### RECORDS FOR THE EXERCISE
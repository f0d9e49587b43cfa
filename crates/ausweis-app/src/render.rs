// SPDX-License-Identifier: PMPL-1.0-or-later
// Copyright (c) 2026 Jonathan D.A. Jewell (hyperpolymath) <jonathan.jewell@open.ac.uk>
//
// Terminal and JSON rendering of verification attempts and history.

use std::io::{self, Write};

use ausweis_core::human_errors::HumanError;
use ausweis_core::types::{AuthorityRecord, LicenseStatus, VerificationResult};
use ausweis_registry::RecentScans;
use chrono::{DateTime, Utc};
use serde_json::json;

use crate::services::session::Attempt;

const DATE: &str = "%Y-%m-%d";
const HISTORY_TIMESTAMP: &str = "%Y-%m-%d %H:%M";

/// Write one attempt in human-readable form.
pub fn attempt(out: &mut impl Write, attempt: &Attempt) -> io::Result<()> {
    match &attempt.document_number {
        Some(number) => writeln!(out, "== {number} ({})", attempt.source)?,
        None => writeln!(out, "== {}", attempt.source)?,
    }

    match &attempt.result {
        VerificationResult::Verified { record } => record_lines(out, record),
        VerificationResult::ExpiredWithGrace {
            record,
            grace_deadline,
        } => {
            record_lines(out, record)?;
            writeln!(
                out,
                "   licence expired; grace period active until {}",
                grace_deadline.format(DATE)
            )
        }
        VerificationResult::UnknownWithGrace { grace_deadline } => writeln!(
            out,
            "   no licence found; grace period active until {}",
            grace_deadline.format(DATE)
        ),
        VerificationResult::ExtractionFailed => match &attempt.rejected_input {
            Some(input) => writeln!(
                out,
                "   {input:?} is not a valid document number (expected xxxxx-xxxxxxx-x)"
            ),
            None => writeln!(
                out,
                "   document number could not be detected; try a clearer image"
            ),
        },
    }
}

fn record_lines(out: &mut impl Write, record: &AuthorityRecord) -> io::Result<()> {
    let badge = match record.status {
        LicenseStatus::Valid => "VALID",
        LicenseStatus::Expired => "EXPIRED",
    };
    writeln!(out, "   name:   {}", record.holder_name)?;
    writeln!(out, "   status: {badge}")?;
    writeln!(out, "   expiry: {}", record.expiry_date.format(DATE))
}

/// Write one attempt as a single JSON line.
pub fn attempt_json(out: &mut impl Write, attempt: &Attempt) -> io::Result<()> {
    serde_json::to_writer(&mut *out, attempt)?;
    writeln!(out)
}

/// Write the recent scans, newest first.
pub fn history(out: &mut impl Write, recent: &RecentScans) -> io::Result<()> {
    if recent.is_empty() {
        return Ok(());
    }
    writeln!(out)?;
    writeln!(out, "Scan history")?;
    for entry in recent {
        let number = entry
            .document_number
            .as_ref()
            .map(|n| n.to_string())
            .unwrap_or_else(|| "(not detected)".into());
        writeln!(out, "   {number}  {}", timestamp(&entry.timestamp))?;
    }
    Ok(())
}

pub fn history_json(out: &mut impl Write, recent: &RecentScans) -> io::Result<()> {
    serde_json::to_writer(&mut *out, &json!({ "history": recent }))?;
    writeln!(out)
}

/// Write a failure for one input.
pub fn failure(out: &mut impl Write, source: &str, human: &HumanError) -> io::Result<()> {
    writeln!(out, "{source}: {}", human.message)?;
    writeln!(out, "   {}", human.suggestion)
}

pub fn failure_json(out: &mut impl Write, source: &str, human: &HumanError) -> io::Result<()> {
    let value = json!({
        "source": source,
        "error": human.message,
        "suggestion": human.suggestion,
        "retriable": human.retriable,
    });
    serde_json::to_writer(&mut *out, &value)?;
    writeln!(out)
}

fn timestamp(at: &DateTime<Utc>) -> String {
    at.format(HISTORY_TIMESTAMP).to_string()
}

### WORK INSTRUCTIONS
Each line from the one that contains "scans, newest first." through the end of the records must be repeated exactly. No other line belongs in the answer.

### RESPONSE TO THE TASK
/// Write the recent scans, newest first.
pub fn history(out: &mut impl Write, recent: &RecentScans) -> io::Result<()> {
    if recent.is_empty() {
        return Ok(());
    }
    writeln!(out)?;
    writeln!(out, "Scan history")?;
    for entry in recent {
        let number = entry
            .document_number
            .as_ref()
            .map(|n| n.to_string())
            .unwrap_or_else(|| "(not detected)".into());
        writeln!(out, "   {number}  {}", timestamp(&entry.timestamp))?;
    }
    Ok(())
}

pub fn history_json(out: &mut impl Write, recent: &RecentScans) -> io::Result<()> {
    serde_json::to_writer(&mut *out, &json!({ "history": recent }))?;
    writeln!(out)
}

/// Write a failure for one input.
pub fn failure(out: &mut impl Write, source: &str, human: &HumanError) -> io::Result<()> {
    writeln!(out, "{source}: {}", human.message)?;
    writeln!(out, "   {}", human.suggestion)
}

pub fn failure_json(out: &mut impl Write, source: &str, human: &HumanError) -> io::Result<()> {
    let value = json!({
        "source": source,
        "error": human.message,
        "suggestion": human.suggestion,
        "retriable": human.retriable,
    });
    serde_json::to_writer(&mut *out, &value)?;
    writeln!(out)
}

fn timestamp(at: &DateTime<Utc>) -> String {
    at.format(HISTORY_TIMESTAMP).to_string()
}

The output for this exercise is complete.